═══ Data for the task

//! tablesync — Dice Resolution.
//!
//! Turns a validated roll request into a result using an injected RNG.
//! The engine never touches session or combat state; callers decide what
//! a result implies.

pub mod application;
pub mod domain;
//! Server configuration from the environment.

use std::fmt::Display;
use std::net::SocketAddr;
use std::str::FromStr;
use std::time::Duration;

use tablesync_session::OrchestratorConfig;

use crate::error::AppError;

/// Everything the binary reads at startup.
#[derive(Debug, Clone, PartialEq, Eq)]
pub struct ServerConfig {
    /// Bind host.
    pub host: String,
    /// Bind port.
    pub port: u16,
    /// Orchestrator tuning.
    pub orchestrator: OrchestratorConfig,
}

impl ServerConfig {
    /// Reads the process environment.
    ///
    /// # Errors
    ///
    /// Returns `AppError::Config` if a variable is present but invalid.
    pub fn from_env() -> Result<Self, AppError> {
        Self::from_lookup(|key| std::env::var(key).ok())
    }

    /// Builds a configuration from `lookup`, falling back to defaults for
    /// unset keys.
    ///
    /// # Errors
    ///
    /// Returns `AppError::Config` if a value does not parse or is zero where
    /// zero makes no sense.
    pub fn from_lookup(lookup: impl Fn(&str) -> Option<String>) -> Result<Self, AppError> {
        let defaults = OrchestratorConfig::default();
        let orchestrator = OrchestratorConfig {
            idle_room_ttl: Duration::from_secs(parse_or(
                &lookup,
                "TABLESYNC_IDLE_ROOM_TTL_SECS",
                defaults.idle_room_ttl.as_secs(),
            )?),
            sweep_interval: Duration::from_secs(positive(
                &lookup,
                "TABLESYNC_SWEEP_INTERVAL_SECS",
                defaults.sweep_interval.as_secs(),
            )?),
            outbound_buffer: positive(&lookup, "TABLESYNC_OUTBOUND_BUFFER", defaults.outbound_buffer)?,
            session_mailbox: positive(&lookup, "TABLESYNC_SESSION_MAILBOX", defaults.session_mailbox)?,
            log_retention: parse_or(&lookup, "TABLESYNC_LOG_RETENTION", defaults.log_retention)?,
            flood_max_messages: positive(
                &lookup,
                "TABLESYNC_FLOOD_MAX_MESSAGES",
                defaults.flood_max_messages,
            )?,
            flood_window: Duration::from_secs(positive(
                &lookup,
                "TABLESYNC_FLOOD_WINDOW_SECS",
                defaults.flood_window.as_secs(),
            )?),
            max_frame_bytes: positive(&lookup, "TABLESYNC_MAX_FRAME_BYTES", defaults.max_frame_bytes)?,
        };

        Ok(Self {
            host: lookup("HOST").unwrap_or_else(|| "0.0.0.0".to_owned()),
            port: parse_or(&lookup, "PORT", 3000)?,
            orchestrator,
        })
    }

    /// The address to bind.
    ///
    /// # Errors
    ///
    /// Returns `AppError::Config` for an unparseable `HOST:PORT`.
    pub fn socket_addr(&self) -> Result<SocketAddr, AppError> {
        format!("{}:{}", self.host, self.port)
            .parse()
            .map_err(|e| AppError::Config(format!("invalid HOST:PORT combination: {e}")))
    }
}

fn parse_or<T>(lookup: &impl Fn(&str) -> Option<String>, key: &str, default: T) -> Result<T, AppError>
where
    T: FromStr,
    T::Err: Display,
{
    match lookup(key) {
        Some(raw) => raw
            .trim()
            .parse()
            .map_err(|e| AppError::Config(format!("{key} is invalid: {e}"))),
        None => Ok(default),
    }
}

fn positive<T>(lookup: &impl Fn(&str) -> Option<String>, key: &str, default: T) -> Result<T, AppError>
where
    T: FromStr + Default + PartialEq,
    T::Err: Display,
{
    let value = parse_or(lookup, key, default)?;
    if value == T::default() {
        return Err(AppError::Config(format!("{key} must be greater than zero")));
    }
    Ok(value)
}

══════

§ What needs to be done
Where does "format" occur in the data? Copy each line that has it.

§ Output of the exercise
        format!("{}:{}", self.host, self.port)
            .map_err(|e| AppError::Config(format!("invalid HOST:PORT combination: {e}")))
            .map_err(|e| AppError::Config(format!("{key} is invalid: {e}"))),
        return Err(AppError::Config(format!("{key} must be greater than zero")));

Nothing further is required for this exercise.